There still is the question posed in the last two chapters: Are we alone? The answer is there to be found. It exists somewhere out among the stars, and it will be our spacefaring descendants who will learn it.

Descendants of space colonists, heirs to a world deeply influenced by these colonizations, will be touched and shaped by their milieu. It is that milieu, what the poet Diane Ackerman has called the cosmic overwhelm, which even today looms as one that will increasingly occupy our attentions in the decades, the centuries ahead. It will give terror and delight, loneliness and fond companionship, reverence and awe. It will be a challenge to face, a source of hope and wonder, a highway, a sea—yes, and a place of death.

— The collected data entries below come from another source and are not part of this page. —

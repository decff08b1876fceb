pub mod assembler;
pub mod barcode;
pub mod image;
pub mod image_processor;
pub mod ocr;
pub mod recognizer;
pub mod regions;

pub use assembler::assemble;
pub use barcode::render_barcode;
pub use self::image::CardImage;
pub use image_processor::{preprocess, Profile};
pub use ocr::{OcrConfig, OcrEngine, Segmentation, TesseractEngine};
pub use recognizer::FieldRecognizer;
pub use regions::{crop_to_card, locate_card, partition, CardColors};
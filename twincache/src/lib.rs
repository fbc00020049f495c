#![deny(clippy::all)]

pub mod coordinator;
pub mod domain;
pub mod planes;
pub mod ports;
pub mod validation;

#[cfg(test)]
pub(crate) mod testing;

pub use coordinator::CacheCoordinator;
pub use planes::control::operation::AdminOperations;
pub use planes::data::operation::CacheOperations;
pub use ports::{BackendFactory, CacheBackend};
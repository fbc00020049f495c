pub mod cache_operations;
pub mod operation;
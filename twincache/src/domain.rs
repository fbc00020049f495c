pub mod response {

    pub mod admin {
        #[derive(Clone, Debug)]
        pub struct ClearResponse {
            pub backends: Vec<String>,
        }

        impl ClearResponse {
            pub fn new(backends: Vec<String>) -> Self {
                Self { backends }
            }
        }

        #[derive(Clone, Debug, PartialEq, Eq)]
        pub struct BackendHealth {
            pub name: String,
            pub healthy: bool,
            pub error: Option<String>,
        }

        #[derive(Clone, Debug)]
        pub struct HealthResponse {
            pub backends: Vec<BackendHealth>,
        }

        impl HealthResponse {
            pub fn new(backends: Vec<BackendHealth>) -> Self {
                Self { backends }
            }

            /// Healthy while the read path can still be served by some backend
            pub fn is_serving(&self) -> bool {
                self.backends.iter().any(|b| b.healthy)
            }

            pub fn is_fully_healthy(&self) -> bool {
                self.backends.iter().all(|b| b.healthy)
            }
        }
    }

    #[derive(Clone, Debug, PartialEq, Eq)]
    pub struct LookupResponse {
        pub found: bool,
        pub value: Option<String>,
        /// Name of the backend that answered the hit
        pub source: Option<String>,
    }

    impl LookupResponse {
        pub fn hit(value: String, source: impl Into<String>) -> Self {
            Self {
                found: true,
                value: Some(value),
                source: Some(source.into()),
            }
        }

        pub fn miss() -> Self {
            Self {
                found: false,
                value: None,
                source: None,
            }
        }
    }

    #[derive(Clone, Debug)]
    pub struct StoreResponse {
        pub backends: Vec<String>,
    }

    impl StoreResponse {
        pub fn new(backends: Vec<String>) -> Self {
            Self { backends }
        }
    }

    #[derive(Clone, Debug)]
    pub struct RemoveResponse {
        pub backends: Vec<String>,
    }

    impl RemoveResponse {
        pub fn new(backends: Vec<String>) -> Self {
            Self { backends }
        }
    }
}
use crate::ports::CacheBackend;
use shared::{BackendError, BackendResult, Error, Operation, Result, TtlMs};
use std::fmt::Debug;
use std::future::Future;
use std::sync::Arc;
use std::time::Duration;
use tokio::sync::Mutex;
use tracing::{debug, error};

/// A mutating request, applied to every backend in order under the write lock
#[derive(Clone, Copy, Debug)]
pub(crate) enum Mutation<'a> {
    Store {
        key: &'a str,
        value: &'a str,
        ttl: Option<TtlMs>,
    },
    Remove {
        key: &'a str,
    },
    ClearAll,
}

impl Mutation<'_> {
    pub(crate) fn operation(&self) -> Operation {
        match self {
            Mutation::Store { .. } => Operation::Store,
            Mutation::Remove { .. } => Operation::Remove,
            Mutation::ClearAll => Operation::ClearAll,
        }
    }

    async fn dispatch(&self, backend: &dyn CacheBackend) -> BackendResult<()> {
        match *self {
            Mutation::Store { key, value, ttl } => backend.set(key, value, ttl).await,
            Mutation::Remove { key } => backend.delete(key).await,
            Mutation::ClearAll => backend.clear().await,
        }
    }
}

/// Write-through / read-fallback coordinator over an ordered list of backends.
///
/// Index 0 is the Primary. Reads go through the list until one backend has
/// the key; mutations are applied to every backend in order while holding a
/// single process-wide lock, stopping at the first failure. The coordinator
/// keeps no entry state of its own.
pub struct CacheCoordinator {
    backends: Vec<Arc<dyn CacheBackend>>,
    // Serializes Store, Remove and ClearAll. Lookup never takes it.
    write_lock: Mutex<()>,
    call_timeout: Option<Duration>,
}

impl CacheCoordinator {
    /// Create a coordinator over a Primary and a Secondary backend
    pub fn new(primary: Arc<dyn CacheBackend>, secondary: Arc<dyn CacheBackend>) -> Self {
        Self {
            backends: vec![primary, secondary],
            write_lock: Mutex::new(()),
            call_timeout: None,
        }
    }

    /// Create a coordinator over any number of backends, in precedence order
    pub fn with_backends(backends: Vec<Arc<dyn CacheBackend>>) -> Result<Self> {
        if backends.is_empty() {
            return Err(Error::Config(
                "coordinator needs at least one backend".to_string(),
            ));
        }

        Ok(Self {
            backends,
            write_lock: Mutex::new(()),
            call_timeout: None,
        })
    }

    /// Bound every individual backend call. `None` waits indefinitely.
    pub fn with_call_timeout(mut self, call_timeout: Option<Duration>) -> Self {
        self.call_timeout = call_timeout;
        self
    }

    pub fn backend_names(&self) -> Vec<&str> {
        self.backends.iter().map(|b| b.name()).collect()
    }

    pub(crate) fn backends(&self) -> &[Arc<dyn CacheBackend>] {
        &self.backends
    }

    /// Run one backend call under the configured timeout
    pub(crate) async fn guarded<T, F>(&self, call: F) -> BackendResult<T>
    where
        F: Future<Output = BackendResult<T>>,
    {
        match self.call_timeout {
            Some(limit) => tokio::time::timeout(limit, call)
                .await
                .map_err(|_| BackendError::Timeout(limit))?,
            None => call.await,
        }
    }

    /// Apply a mutation to every backend in order, holding the write lock
    /// until all calls have finished. Returns the backends that applied it.
    pub(crate) async fn apply_in_order(&self, mutation: Mutation<'_>) -> Result<Vec<String>> {
        let operation = mutation.operation();
        let _guard = self.write_lock.lock().await;

        let mut applied = Vec::with_capacity(self.backends.len());
        for backend in &self.backends {
            match self.guarded(mutation.dispatch(backend.as_ref())).await {
                Ok(()) => {
                    debug!("{} applied to {}", operation, backend.name());
                    applied.push(backend.name().to_string());
                }
                Err(source) => {
                    error!(
                        "{} failed on {} backend: {} (already applied to: {:?})",
                        operation,
                        backend.name(),
                        source,
                        applied
                    );
                    return Err(Error::Backend {
                        backend: backend.name().to_string(),
                        operation,
                        source,
                        applied,
                    });
                }
            }
        }

        Ok(applied)
    }
}

impl Debug for CacheCoordinator {
    fn fmt(&self, f: &mut std::fmt::Formatter<'_>) -> std::fmt::Result {
        f.debug_struct("CacheCoordinator")
            .field("backends", &self.backend_names())
            .field("call_timeout", &self.call_timeout)
            .finish()
    }
}
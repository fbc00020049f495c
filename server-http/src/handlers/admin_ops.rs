use crate::api::StatusResponse;
use crate::error::ApiError;
use crate::state::AppState;
use axum::{extract::State, Json};
use tracing::info;
use twincache::AdminOperations;

/// PUT /cache/clear
pub async fn clear_all(State(state): State<AppState>) -> Result<Json<StatusResponse>, ApiError> {
    info!("Clearing all caches");

    let result = state.coordinator.clear_all().await?;
    Ok(Json(StatusResponse::ok(result.backends)))
}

There are people of islands and seacoasts, of rocky peninsulas where the surf murmers at night amid the salt spray. Their lives, their beliefs, their work all have entered our common heritage. The sea has governed and shaped their ways, fashioned their histories as surely as it has cut the ocean cliffs beside which they fish. Their thoughts and experiences have become part of our culture, and we are the richer for it.

So it will be with that vaster sea, that overwhelm, and with those who will build their homes afar, live their lives in the void. It will be thus with those adventurous ones, those creators of new things, those people of the future, who will venture toward distant suns.